Hospices that violate the sanctity of the patient's and family's trust by terminally sedating a patient without consent or against his or her will are doing the greatest damage to the hospice industry itself, because the families of the dying remember forever what happened in their hospice experience.

These families who are betrayed by hospice staff will never use hospice services again, and that bitterness extends to the hundreds of others in their extended family.  If hospices want greater utilization of their services; if the federal and state government want greater utilization of hospice services (and they do in order to save billions of health care budget dollars) they urgently need to re-evaluate the perversion and routine misuse of terminal sedation.  Hospices need to return to the standards of care that made hospice so well respected by those who were well served by hospice!
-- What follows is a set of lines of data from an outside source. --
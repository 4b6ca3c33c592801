//! Per-job results and the batch summary

use std::fmt;
use std::path::PathBuf;
use std::time::Duration;

/// Outcome of a single job
#[derive(Debug, Clone, PartialEq)]
pub enum JobResult {
    Success {
        job_name: String,
        duration: Duration,
        output_files: Vec<PathBuf>,
    },
    Skipped {
        job_name: String,
        reason: String,
    },
    /// `error` is the display form of the typed error
    Failed {
        job_name: String,
        duration: Duration,
        error: String,
    },
    /// Never started because the batch was cancelled
    Cancelled { job_name: String },
}

impl JobResult {
    pub fn is_success(&self) -> bool {
        matches!(self, JobResult::Success { .. })
    }

    pub fn is_skipped(&self) -> bool {
        matches!(self, JobResult::Skipped { .. })
    }

    pub fn is_failed(&self) -> bool {
        matches!(self, JobResult::Failed { .. })
    }

    pub fn is_cancelled(&self) -> bool {
        matches!(self, JobResult::Cancelled { .. })
    }

    pub fn job_name(&self) -> &str {
        match self {
            JobResult::Success { job_name, .. }
            | JobResult::Skipped { job_name, .. }
            | JobResult::Failed { job_name, .. }
            | JobResult::Cancelled { job_name } => job_name,
        }
    }

    /// Run time, for jobs that ran
    pub fn duration(&self) -> Option<Duration> {
        match self {
            JobResult::Success { duration, .. } | JobResult::Failed { duration, .. } => {
                Some(*duration)
            }
            _ => None,
        }
    }

    pub fn error(&self) -> Option<&str> {
        match self {
            JobResult::Failed { error, .. } => Some(error),
            _ => None,
        }
    }

    pub fn output_files(&self) -> &[PathBuf] {
        match self {
            JobResult::Success { output_files, .. } => output_files,
            _ => &[],
        }
    }
}

impl fmt::Display for JobResult {
    fn fmt(&self, f: &mut fmt::Formatter<'_>) -> fmt::Result {
        match self {
            JobResult::Success {
                job_name,
                duration,
                output_files,
            } => {
                write!(f, "ok       {job_name} ({:.2}s)", duration.as_secs_f64())?;
                for output in output_files {
                    write!(f, " -> {}", output.display())?;
                }
                Ok(())
            }
            JobResult::Skipped { job_name, reason } => write!(f, "skipped  {job_name}: {reason}"),
            JobResult::Failed { job_name, error, .. } => write!(f, "failed   {job_name}: {error}"),
            JobResult::Cancelled { job_name } => write!(f, "cancelled {job_name}"),
        }
    }
}

/// Totals of a finished batch. `results` is in submission order.
#[derive(Debug, Clone)]
pub struct BatchSummary {
    pub total_jobs: usize,
    pub successful: usize,
    pub skipped: usize,
    pub failed: usize,
    /// Whether the batch was cancelled, explicitly or by `stop_on_error`
    pub cancelled: bool,
    pub duration: Duration,
    pub results: Vec<JobResult>,
}

impl BatchSummary {
    pub fn empty() -> Self {
        Self {
            total_jobs: 0,
            successful: 0,
            skipped: 0,
            failed: 0,
            cancelled: false,
            duration: Duration::ZERO,
            results: Vec::new(),
        }
    }

    pub(crate) fn from_results(results: Vec<JobResult>, cancelled: bool, duration: Duration) -> Self {
        Self {
            total_jobs: results.len(),
            successful: results.iter().filter(|r| r.is_success()).count(),
            skipped: results.iter().filter(|r| r.is_skipped()).count(),
            failed: results.iter().filter(|r| r.is_failed()).count(),
            cancelled,
            duration,
            results,
        }
    }

    /// Jobs that never started
    pub fn not_run(&self) -> usize {
        self.results.iter().filter(|r| r.is_cancelled()).count()
    }

    pub fn has_failures(&self) -> bool {
        self.failed > 0
    }

    /// Percentage of jobs that succeeded or had nothing to do
    pub fn success_rate(&self) -> f64 {
        if self.total_jobs == 0 {
            100.0
        } else {
            ((self.successful + self.skipped) as f64 / self.total_jobs as f64) * 100.0
        }
    }

    pub fn failed_jobs(&self) -> impl Iterator<Item = &JobResult> {
        self.results.iter().filter(|r| r.is_failed())
    }

    pub fn output_files(&self) -> Vec<&PathBuf> {
        self.results.iter().flat_map(|r| r.output_files()).collect()
    }

    pub fn format_report(&self) -> String {
        let mut report = format!(
            "{} documents: {} extracted, {} skipped, {} failed ({:.1}% ok) in {:.2}s",
            self.total_jobs,
            self.successful,
            self.skipped,
            self.failed,
            self.success_rate(),
            self.duration.as_secs_f64()
        );
        if self.cancelled {
            report.push_str(&format!("\ncancelled, {} not run", self.not_run()));
        }
        report
    }
}

impl fmt::Display for BatchSummary {
    fn fmt(&self, f: &mut fmt::Formatter<'_>) -> fmt::Result {
        f.write_str(&self.format_report())
    }
}

#[cfg(test)]
mod tests {
    use super::*;

    fn results() -> Vec<JobResult> {
        vec![
            JobResult::Success {
                job_name: "a.pdf".to_string(),
                duration: Duration::from_millis(250),
                output_files: vec![PathBuf::from("out/a_output.json")],
            },
            JobResult::Skipped {
                job_name: "b.pdf".to_string(),
                reason: "out/b_output.json already exists".to_string(),
            },
            JobResult::Failed {
                job_name: "c.pdf".to_string(),
                duration: Duration::from_millis(5),
                error: "c.pdf: document has no pages".to_string(),
            },
            JobResult::Cancelled {
                job_name: "d.pdf".to_string(),
            },
        ]
    }

    #[test]
    fn test_job_result_accessors() {
        let results = results();
        assert!(results[0].is_success());
        assert_eq!(results[0].output_files().len(), 1);
        assert!(results[1].is_skipped());
        assert_eq!(results[1].duration(), None);
        assert_eq!(results[2].error(), Some("c.pdf: document has no pages"));
        assert!(results[3].is_cancelled());
        assert_eq!(results[3].job_name(), "d.pdf");
    }

    #[test]
    fn test_job_result_display() {
        let results = results();
        assert_eq!(results[0].to_string(), "ok       a.pdf (0.25s) -> out/a_output.json");
        assert_eq!(results[2].to_string(), "failed   c.pdf: c.pdf: document has no pages");
        assert_eq!(results[3].to_string(), "cancelled d.pdf");
    }

    #[test]
    fn test_summary_counts() {
        let summary = BatchSummary::from_results(results(), true, Duration::from_secs(1));
        assert_eq!(summary.total_jobs, 4);
        assert_eq!((summary.successful, summary.skipped, summary.failed), (1, 1, 1));
        assert_eq!(summary.not_run(), 1);
        assert!(summary.has_failures());
        assert_eq!(summary.success_rate(), 50.0);
        assert_eq!(summary.failed_jobs().count(), 1);
        assert_eq!(summary.output_files(), vec![&PathBuf::from("out/a_output.json")]);
        assert!(summary.format_report().ends_with("cancelled, 1 not run"));
    }

    #[test]
    fn test_empty_summary() {
        let summary = BatchSummary::empty();
        assert_eq!(summary.success_rate(), 100.0);
        assert!(!summary.has_failures());
        assert!(summary.to_string().starts_with("0 documents"));
    }
}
Hospice at its best is at risk for becoming hospice at its worst: simply a death mill where death is imposed upon the patient before the terminal illness would naturally take the patient's life.  Hospice nurses and physicians should think well about where the encouragement to use terminal sedation is coming from.  Perhaps it is coming from those who wish to minimize expenditures for hospice services:  the HMOs, or even federal or state budgetary concerns.  It certainly doesn't come from a place of respect for the patient and their family!

Hospices: beware of the direction you take, because the wrong road will only destroy the very essence of hospice along with its reputation and its mission!